CPSC 445 - Assignment 3

released: Tue, 08/03/18; due: Tue, 08/04/01, 9:30 (just before the beginning of class)
Include your name, student ID, and all classmates who you worked with.

1. Phylogenetic Trees / Parsimony [30 marks]

(a) Calculate the parsimony score of the two (rooted) trees shown below, using Fitch's algorithm. (Show all steps of your work) [6 marks]

(b) For tree 2, show all the possible internal label combinations that produce the same parsimony score as that calculated in (a). Label which combinations can not be produced by Fitch's algorithm (if any exist). [9 marks]

(c) Calculate the parsimony score of the (rooted) tree shown below, using Fitch's algorithm (Show all your work) [10 marks]

(d) Given n species and m characters for each species, what is the time-complexity of solving the small parsimony problem using Fitch's algorithm, assuming that each set operation takes one time unit? Explain your answer. [5 marks]

2. Motif Discovery [18 marks]

(a) Briefly outline the two different ways a motif can be defined formally that were covered in class (<= 50 words, in your own words). [4 marks]

(b) For each of the two definitions from part (a), briefly outline an algorithm for finding all instances of the motif in a given set of DNA sequences. [6 marks]

(c) Give the definition of relative entropy between two probability distributions. [1 mark]

(d) What is the smallest (absolute) value for the relative entropy of a distribution P w.r.t. another distribution Q? For which P and Q does this value occur? [2 marks]

(e) How is relative entropy used to evaluate candidate motifs? (<= 50 words, in your own words) [2 marks]

(f) Can the Gibbs Sampling Algorithm by Lawrence et al. find the maximum relative entropy motif for any given instance of the Relative Entropy Site Selection Problem with some probability > 0 in at most k iterations, where k is the number of sequences? Briefly justify your answer. [3 marks]

3. Constructing Phylogenetic Trees using UPGMA and Neighbour-Joining [25 marks]

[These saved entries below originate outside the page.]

//! Validator membership and confirmation threshold aggregation
//!
//! The [`ConsensusLedger`] is the single authority on how many validators
//! have attested a transaction. The orchestrator supplies the signing payload
//! and acts on the `threshold reached` signal; it never counts on its own.

pub mod aggregator;
pub mod registry;
pub mod verifier;

pub use aggregator::{Confirmation, ConfirmationAggregator};
pub use registry::{Validator, ValidatorRegistry};
pub use verifier::{
    Secp256k1Verifier, SignatureScheme, SignatureVerifier, StructuralVerifier, MIN_SIGNATURE_LEN,
};

use crate::bridge::{Amount, ChainId};
use crate::config::ConsensusSettings;
use crate::error::{BridgeError, BridgeResult};
use crate::events::{BridgeEvent, EventBus};

use chrono::{DateTime, Duration, Utc};
use std::sync::Arc;
use tokio::sync::RwLock;
use tracing::{debug, info, warn};

pub struct ConsensusLedger {
    registry: RwLock<ValidatorRegistry>,
    aggregator: ConfirmationAggregator,
    verifier: Arc<dyn SignatureVerifier>,
    events: Arc<EventBus>,
}

impl ConsensusLedger {
    pub fn new(
        config: &ConsensusSettings,
        required_confirmations: usize,
        verifier: Arc<dyn SignatureVerifier>,
        events: Arc<EventBus>,
    ) -> Self {
        Self {
            registry: RwLock::new(ValidatorRegistry::new(config.min_stake.clone())),
            aggregator: ConfirmationAggregator::new(
                required_confirmations,
                Duration::seconds(config.confirmation_timeout_secs as i64),
            ),
            verifier,
            events,
        }
    }

    pub fn required_confirmations(&self) -> usize {
        self.aggregator.required()
    }

    /// Register an active validator
    pub async fn add_validator(
        &self,
        address: &str,
        chain: ChainId,
        stake: Amount,
        public_key: &str,
    ) -> BridgeResult<Validator> {
        let (validator, active) = {
            let mut registry = self.registry.write().await;
            let validator = registry.add(address, chain, stake, public_key, Utc::now())?;
            (validator, registry.active().count())
        };

        info!(
            validator = %validator.address,
            chain = %validator.chain,
            stake = %validator.stake,
            "Validator added"
        );
        crate::metrics::record_active_validators(active);
        self.events.emit(BridgeEvent::ValidatorAdded {
            validator: validator.clone(),
        });
        Ok(validator)
    }

    /// Deactivate a validator that holds no unresolved confirmations
    pub async fn remove_validator(&self, address: &str) -> BridgeResult<()> {
        let active = {
            let mut registry = self.registry.write().await;
            if registry.get(address).is_none() {
                return Err(BridgeError::ValidatorNotFound(address.to_string()));
            }
            if self.aggregator.has_unresolved(address) {
                return Err(BridgeError::PendingConfirmations(address.to_string()));
            }
            registry.deactivate(address, Utc::now())?;
            registry.active().count()
        };

        info!(validator = address, "Validator removed");
        crate::metrics::record_active_validators(active);
        self.events.emit(BridgeEvent::ValidatorRemoved {
            address: address.to_string(),
        });
        Ok(())
    }

    pub async fn update_validator_stake(&self, address: &str, stake: Amount) -> BridgeResult<()> {
        let old_stake = self
            .registry
            .write()
            .await
            .update_stake(address, stake.clone(), Utc::now())?;

        info!(validator = address, old = %old_stake, new = %stake, "Validator stake updated");
        self.events.emit(BridgeEvent::ValidatorStakeUpdated {
            address: address.to_string(),
            old_stake,
            new_stake: stake,
        });
        Ok(())
    }

    pub async fn heartbeat(&self, address: &str) -> BridgeResult<()> {
        self.registry.write().await.heartbeat(address, Utc::now())?;
        debug!(validator = address, "Heartbeat");
        Ok(())
    }

    /// Verify and store one attestation. Returns `true` exactly once per
    /// transaction, on the confirmation that first reaches the threshold.
    pub async fn record_confirmation(
        &self,
        tx_id: &str,
        payload: &[u8],
        validator_id: &str,
        signature: &[u8],
    ) -> BridgeResult<bool> {
        let now = Utc::now();

        // The read guard keeps removal out while the confirmation lands.
        let reached = {
            let registry = self.registry.read().await;
            let validator = registry
                .get(validator_id)
                .filter(|v| v.active)
                .ok_or_else(|| BridgeError::ValidatorInactive(validator_id.to_string()))?;

            if !self.verifier.verify(payload, signature, &validator.public_key) {
                warn!(tx_id, validator = validator_id, "Invalid validator signature");
                return Err(BridgeError::InvalidSignature(validator_id.to_string()));
            }

            self.aggregator.record(Confirmation {
                tx_id: tx_id.to_string(),
                validator_id: validator_id.to_string(),
                signature: hex::encode(signature),
                timestamp: now,
                valid: true,
            })
        };

        self.registry
            .write()
            .await
            .note_confirmation(validator_id, reached, now);

        crate::metrics::record_confirmation(validator_id);
        debug!(
            tx_id,
            validator = validator_id,
            count = self.aggregator.count(tx_id),
            required = self.aggregator.required(),
            "Confirmation recorded"
        );
        Ok(reached)
    }

    pub fn cleanup_expired_confirmations(&self) -> usize {
        self.cleanup_expired_confirmations_at(Utc::now())
    }

    pub fn cleanup_expired_confirmations_at(&self, now: DateTime<Utc>) -> usize {
        let removed = self.aggregator.cleanup_expired_at(now);
        if removed > 0 {
            info!(removed, "Expired confirmations cleaned up");
        }
        removed
    }

    pub fn confirmations(&self, tx_id: &str) -> Vec<Confirmation> {
        self.aggregator.confirmations(tx_id)
    }

    pub fn confirmation_count(&self, tx_id: &str) -> usize {
        self.aggregator.count(tx_id)
    }

    /// Drop a transaction's confirmations once it can no longer be confirmed
    pub fn discard(&self, tx_id: &str) {
        if self.aggregator.discard(tx_id) {
            debug!(tx_id, "Confirmations discarded");
        }
    }

    pub fn has_unresolved(&self, validator_id: &str) -> bool {
        self.aggregator.has_unresolved(validator_id)
    }

    pub async fn get_validator(&self, address: &str) -> Option<Validator> {
        self.registry.read().await.get(address).cloned()
    }

    pub async fn active_validators(&self) -> Vec<Validator> {
        let mut active: Vec<Validator> = self.registry.read().await.active().cloned().collect();
        active.sort_by(|a, b| a.address.cmp(&b.address));
        active
    }

    pub async fn validators(&self) -> Vec<Validator> {
        let mut all: Vec<Validator> = self.registry.read().await.all().cloned().collect();
        all.sort_by(|a, b| a.address.cmp(&b.address));
        all
    }

    /// (total, active)
    pub async fn validator_counts(&self) -> (usize, usize) {
        let registry = self.registry.read().await;
        (registry.len(), registry.active().count())
    }
}

#[cfg(test)]
mod tests {
    use super::*;
    use super::verifier::MockSignatureVerifier;
    use futures::future::join_all;

    const A: &str = "0xvalidator0000000000000000000000000000000a";
    const B: &str = "0xvalidator0000000000000000000000000000000b";
    const C: &str = "0xvalidator0000000000000000000000000000000c";

    fn one_eth() -> Amount {
        Amount::from(1_000_000_000_000_000_000u64)
    }

    fn ledger_with(verifier: Arc<dyn SignatureVerifier>) -> (ConsensusLedger, Arc<EventBus>) {
        let bus = Arc::new(EventBus::new(64));
        let ledger = ConsensusLedger::new(&ConsensusSettings::default(), 2, verifier, bus.clone());
        (ledger, bus)
    }

    fn ledger() -> ConsensusLedger {
        ledger_with(Arc::new(StructuralVerifier)).0
    }

    async fn with_validators(ledger: &ConsensusLedger, addresses: &[&str]) {
        for address in addresses {
            ledger
                .add_validator(address, "ethereum".into(), one_eth(), "02ab")
                .await
                .unwrap();
        }
    }

    #[tokio::test]
    async fn test_add_validator_emits_event() {
        let (ledger, bus) = ledger_with(Arc::new(StructuralVerifier));
        let mut rx = bus.subscribe("validator_added");

        with_validators(&ledger, &[A]).await;
        assert_eq!(rx.recv().await.unwrap().name(), "validator_added");

        let err = ledger
            .add_validator(B, "ethereum".into(), Amount::from(1u32), "02ab")
            .await
            .unwrap_err();
        assert!(matches!(err, BridgeError::InsufficientStake { .. }));
        assert_eq!(ledger.validator_counts().await, (1, 1));
    }

    #[tokio::test]
    async fn test_threshold_and_validated_counter() {
        let ledger = ledger();
        with_validators(&ledger, &[A, B, C]).await;
        let sig = [1u8; 64];

        assert!(!ledger.record_confirmation("tx1", b"p", A, &sig).await.unwrap());
        // same validator again counts once
        assert!(!ledger.record_confirmation("tx1", b"p", A, &sig).await.unwrap());
        assert_eq!(ledger.confirmation_count("tx1"), 1);

        assert!(ledger.record_confirmation("tx1", b"p", B, &sig).await.unwrap());
        assert!(!ledger.record_confirmation("tx1", b"p", C, &sig).await.unwrap());

        let a = ledger.get_validator(A).await.unwrap();
        let b = ledger.get_validator(B).await.unwrap();
        assert_eq!(a.total_confirmations, 2);
        assert_eq!(a.total_validated, 0);
        assert_eq!(b.total_validated, 1);
    }

    #[tokio::test(flavor = "multi_thread", worker_threads = 4)]
    async fn test_concurrent_confirmations_reach_threshold_once() {
        for _ in 0..20 {
            let ledger = Arc::new(ledger());
            with_validators(&ledger, &[A, B, C]).await;

            let tasks = [A, B, C].map(|v| {
                let ledger = ledger.clone();
                tokio::spawn(async move {
                    ledger
                        .record_confirmation("tx1", b"p", v, &[1u8; 64])
                        .await
                        .unwrap()
                })
            });

            let reached: Vec<bool> = join_all(tasks)
                .await
                .into_iter()
                .map(|r| r.unwrap())
                .collect();
            assert_eq!(reached.iter().filter(|r| **r).count(), 1);
        }
    }

    #[tokio::test]
    async fn test_invalid_signature_is_not_recorded() {
        let mut verifier = MockSignatureVerifier::new();
        verifier
            .expect_verify()
            .times(2)
            .returning(|_, sig, _| sig[0] == 1);
        let (ledger, _bus) = ledger_with(Arc::new(verifier));
        with_validators(&ledger, &[A]).await;

        assert_eq!(
            ledger.record_confirmation("tx1", b"p", A, &[0u8; 64]).await,
            Err(BridgeError::InvalidSignature(A.to_string()))
        );
        assert_eq!(ledger.confirmation_count("tx1"), 0);

        ledger
            .record_confirmation("tx1", b"p", A, &[1u8; 64])
            .await
            .unwrap();
        assert_eq!(ledger.confirmation_count("tx1"), 1);
    }

    #[tokio::test]
    async fn test_unknown_or_inactive_validator_rejected() {
        let ledger = ledger();
        with_validators(&ledger, &[A]).await;

        assert_eq!(
            ledger.record_confirmation("tx1", b"p", B, &[1u8; 64]).await,
            Err(BridgeError::ValidatorInactive(B.to_string()))
        );

        ledger.remove_validator(A).await.unwrap();
        assert_eq!(
            ledger.record_confirmation("tx1", b"p", A, &[1u8; 64]).await,
            Err(BridgeError::ValidatorInactive(A.to_string()))
        );
    }

    #[tokio::test]
    async fn test_remove_blocked_by_unresolved_confirmations() {
        let ledger = ledger();
        with_validators(&ledger, &[A, B]).await;

        ledger
            .record_confirmation("tx1", b"p", A, &[1u8; 64])
            .await
            .unwrap();
        assert_eq!(
            ledger.remove_validator(A).await,
            Err(BridgeError::PendingConfirmations(A.to_string()))
        );

        ledger
            .record_confirmation("tx1", b"p", B, &[1u8; 64])
            .await
            .unwrap();
        ledger.remove_validator(A).await.unwrap();
        assert_eq!(ledger.active_validators().await.len(), 1);
        assert!(matches!(
            ledger.remove_validator("0xnobody").await,
            Err(BridgeError::ValidatorNotFound(_))
        ));
    }

    #[tokio::test]
    async fn test_expired_confirmations_restart_from_scratch() {
        let ledger = ledger();
        with_validators(&ledger, &[A, B]).await;

        ledger
            .record_confirmation("tx1", b"p", A, &[1u8; 64])
            .await
            .unwrap();
        let removed = ledger.cleanup_expired_confirmations_at(Utc::now() + Duration::minutes(31));
        assert_eq!(removed, 1);
        assert_eq!(ledger.confirmation_count("tx1"), 0);

        assert!(!ledger
            .record_confirmation("tx1", b"p", B, &[1u8; 64])
            .await
            .unwrap());
    }

    #[tokio::test]
    async fn test_stake_update_and_heartbeat() {
        let (ledger, bus) = ledger_with(Arc::new(StructuralVerifier));
        with_validators(&ledger, &[A]).await;
        let mut rx = bus.subscribe("validator_stake_updated");

        ledger.update_validator_stake(A, one_eth() * 2u32).await.unwrap();
        assert_eq!(ledger.get_validator(A).await.unwrap().stake, one_eth() * 2u32);
        match rx.recv().await.unwrap() {
            BridgeEvent::ValidatorStakeUpdated { old_stake, new_stake, .. } => {
                assert_eq!(old_stake, one_eth());
                assert_eq!(new_stake, one_eth() * 2u32);
            }
            other => panic!("unexpected event {:?}", other),
        }

        assert!(matches!(
            ledger.update_validator_stake(A, Amount::from(1u32)).await,
            Err(BridgeError::InsufficientStake { .. })
        ));
        assert!(matches!(
            ledger.update_validator_stake(B, one_eth()).await,
            Err(BridgeError::ValidatorNotFound(_))
        ));

        let before = ledger.get_validator(A).await.unwrap().last_heartbeat;
        ledger.heartbeat(A).await.unwrap();
        assert!(ledger.get_validator(A).await.unwrap().last_heartbeat >= before);
        assert!(matches!(
            ledger.heartbeat(B).await,
            Err(BridgeError::ValidatorNotFound(_))
        ));
    }
}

(a) Visit the following java applet http://www.itu.dk/~sestoft/bsa/Match7Applet.html. Using 5 sequences, input random distances (by using the Random data button), and Build Trees. You should get 2 trees, produced by UPGMA and Neighbour joining. Submit the distance matrix and both trees produced (take screenshots or draw them if you need to). If the trees produced are identical, resubmit new random data until the trees are different. [2 marks]

(b) Using the UPGMA tree from (a), show all the steps involved in producing the tree from UPGMA. [8 marks]

(c) Using the Neighbour-Joining tree from (a), show all the steps involved in producing the tree from Neighbour Joining. [10 marks]

(d) If the trees produced are different, explain where they are different and why this difference occurs. you may refer to parts (b) and (c). [5 marks]

General remarks:

The assignment has to be handed in on the date it is due before 9:30. To ensure fairness, late hand-ins will generally not be accepted (exceptions can only be made for officially documented medical reasons). Please hand your solution to Holger at the beginning of class.
Please do not staple the pages of your assignment and put your name and/or student number on each sheet.
This assignment should take you no longer than about 2 hours to complete, if you have good knowledge of the topics covered. However, don't wait until the last minute relying on this estimate - it might not apply to you (or anyone at all), you might need additional time to consult the literature, etc.
While cooperation between students - especially between CS and non-CS students - is encouraged, each student is expected to work out the actual solutions to the problems individually and hand in their own assignment. In other words: help each other, but do not copy solutions.
Feel always free to contact Holger or Andrew if you feel you need further help than can be provided by your fellow students.